TASK BRIEF: What lines in the listing include "true"? Return a copy of each.

EXCERPTED RECORDS:

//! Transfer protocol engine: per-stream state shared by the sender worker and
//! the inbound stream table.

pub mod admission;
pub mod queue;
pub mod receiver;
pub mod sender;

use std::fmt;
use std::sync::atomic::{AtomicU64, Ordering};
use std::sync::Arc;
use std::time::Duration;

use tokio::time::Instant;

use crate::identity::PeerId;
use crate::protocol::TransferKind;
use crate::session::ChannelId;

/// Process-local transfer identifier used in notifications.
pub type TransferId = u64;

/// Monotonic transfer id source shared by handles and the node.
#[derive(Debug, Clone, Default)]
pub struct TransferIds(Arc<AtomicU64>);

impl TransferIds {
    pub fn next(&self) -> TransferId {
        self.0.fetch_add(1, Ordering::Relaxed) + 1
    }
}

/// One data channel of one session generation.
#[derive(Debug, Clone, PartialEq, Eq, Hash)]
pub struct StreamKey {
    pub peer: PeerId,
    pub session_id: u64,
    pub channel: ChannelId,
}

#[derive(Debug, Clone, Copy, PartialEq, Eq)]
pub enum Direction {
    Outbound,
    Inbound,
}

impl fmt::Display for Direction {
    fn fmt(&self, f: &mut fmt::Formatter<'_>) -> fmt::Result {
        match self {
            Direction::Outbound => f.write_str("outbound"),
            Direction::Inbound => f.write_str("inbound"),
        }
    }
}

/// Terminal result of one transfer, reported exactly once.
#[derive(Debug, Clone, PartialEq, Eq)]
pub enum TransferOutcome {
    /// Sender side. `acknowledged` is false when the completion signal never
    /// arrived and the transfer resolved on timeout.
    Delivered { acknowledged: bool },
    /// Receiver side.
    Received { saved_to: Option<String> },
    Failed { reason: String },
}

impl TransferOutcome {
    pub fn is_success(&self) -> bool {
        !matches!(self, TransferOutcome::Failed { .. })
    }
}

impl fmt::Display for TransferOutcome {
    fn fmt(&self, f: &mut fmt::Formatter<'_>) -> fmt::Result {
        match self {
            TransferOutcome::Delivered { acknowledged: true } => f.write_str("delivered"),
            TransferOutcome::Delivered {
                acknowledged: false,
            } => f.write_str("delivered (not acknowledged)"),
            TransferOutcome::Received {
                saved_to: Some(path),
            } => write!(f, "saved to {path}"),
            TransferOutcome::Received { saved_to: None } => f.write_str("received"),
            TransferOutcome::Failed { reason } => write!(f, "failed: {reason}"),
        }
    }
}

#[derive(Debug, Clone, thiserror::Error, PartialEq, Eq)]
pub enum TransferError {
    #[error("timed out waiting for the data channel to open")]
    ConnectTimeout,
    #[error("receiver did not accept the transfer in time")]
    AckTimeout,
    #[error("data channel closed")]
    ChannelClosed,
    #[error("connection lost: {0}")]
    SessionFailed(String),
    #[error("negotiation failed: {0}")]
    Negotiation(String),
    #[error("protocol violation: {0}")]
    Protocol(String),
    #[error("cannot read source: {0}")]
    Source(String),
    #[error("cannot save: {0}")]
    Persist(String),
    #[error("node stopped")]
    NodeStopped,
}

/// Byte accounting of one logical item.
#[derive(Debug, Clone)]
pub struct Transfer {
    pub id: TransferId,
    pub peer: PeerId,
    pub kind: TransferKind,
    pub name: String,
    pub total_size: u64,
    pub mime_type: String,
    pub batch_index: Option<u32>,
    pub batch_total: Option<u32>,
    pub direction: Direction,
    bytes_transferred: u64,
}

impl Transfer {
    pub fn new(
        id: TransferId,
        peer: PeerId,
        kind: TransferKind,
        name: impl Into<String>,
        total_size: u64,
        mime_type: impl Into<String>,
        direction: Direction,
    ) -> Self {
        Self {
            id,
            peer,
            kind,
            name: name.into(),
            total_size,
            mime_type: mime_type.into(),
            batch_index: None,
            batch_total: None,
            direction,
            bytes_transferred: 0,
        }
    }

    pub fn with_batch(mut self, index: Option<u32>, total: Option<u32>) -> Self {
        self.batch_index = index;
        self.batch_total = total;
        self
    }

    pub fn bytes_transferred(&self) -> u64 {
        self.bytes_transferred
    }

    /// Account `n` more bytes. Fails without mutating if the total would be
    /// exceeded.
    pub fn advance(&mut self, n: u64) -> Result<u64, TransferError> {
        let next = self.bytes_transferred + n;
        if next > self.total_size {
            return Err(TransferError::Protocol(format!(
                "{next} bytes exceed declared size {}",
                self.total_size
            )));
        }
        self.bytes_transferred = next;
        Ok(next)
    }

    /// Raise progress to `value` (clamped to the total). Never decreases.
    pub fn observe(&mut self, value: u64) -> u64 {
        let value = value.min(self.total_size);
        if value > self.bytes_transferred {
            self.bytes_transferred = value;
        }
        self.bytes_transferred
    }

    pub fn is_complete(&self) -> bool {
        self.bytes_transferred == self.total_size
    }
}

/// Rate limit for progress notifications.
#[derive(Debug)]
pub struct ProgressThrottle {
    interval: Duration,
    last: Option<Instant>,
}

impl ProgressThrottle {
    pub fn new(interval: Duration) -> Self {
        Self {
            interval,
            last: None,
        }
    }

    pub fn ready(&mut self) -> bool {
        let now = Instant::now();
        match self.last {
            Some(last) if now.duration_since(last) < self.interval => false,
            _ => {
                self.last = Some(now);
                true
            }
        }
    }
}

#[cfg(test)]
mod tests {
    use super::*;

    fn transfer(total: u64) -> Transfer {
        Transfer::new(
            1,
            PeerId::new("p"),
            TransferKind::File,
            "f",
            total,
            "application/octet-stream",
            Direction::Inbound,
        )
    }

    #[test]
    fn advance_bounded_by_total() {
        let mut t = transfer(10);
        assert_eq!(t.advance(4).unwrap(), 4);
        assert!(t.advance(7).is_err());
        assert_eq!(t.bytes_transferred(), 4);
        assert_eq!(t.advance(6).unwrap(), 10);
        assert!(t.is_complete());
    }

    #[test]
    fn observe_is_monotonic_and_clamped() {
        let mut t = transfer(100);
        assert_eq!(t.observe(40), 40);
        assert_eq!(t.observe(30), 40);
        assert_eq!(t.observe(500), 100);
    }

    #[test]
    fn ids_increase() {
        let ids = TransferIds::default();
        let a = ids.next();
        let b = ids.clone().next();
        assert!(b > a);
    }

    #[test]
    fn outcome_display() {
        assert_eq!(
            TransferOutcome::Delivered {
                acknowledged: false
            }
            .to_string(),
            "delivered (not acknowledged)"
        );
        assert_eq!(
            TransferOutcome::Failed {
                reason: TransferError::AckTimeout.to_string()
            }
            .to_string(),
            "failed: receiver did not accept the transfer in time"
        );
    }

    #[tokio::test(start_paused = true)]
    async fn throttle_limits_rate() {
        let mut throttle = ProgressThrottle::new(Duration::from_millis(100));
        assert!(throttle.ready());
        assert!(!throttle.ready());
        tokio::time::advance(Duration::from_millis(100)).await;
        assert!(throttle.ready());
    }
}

OUTPUT FOR THIS EXERCISE:
            TransferOutcome::Delivered { acknowledged: true } => f.write_str("delivered"),
                true
    #[tokio::test(start_paused = true)]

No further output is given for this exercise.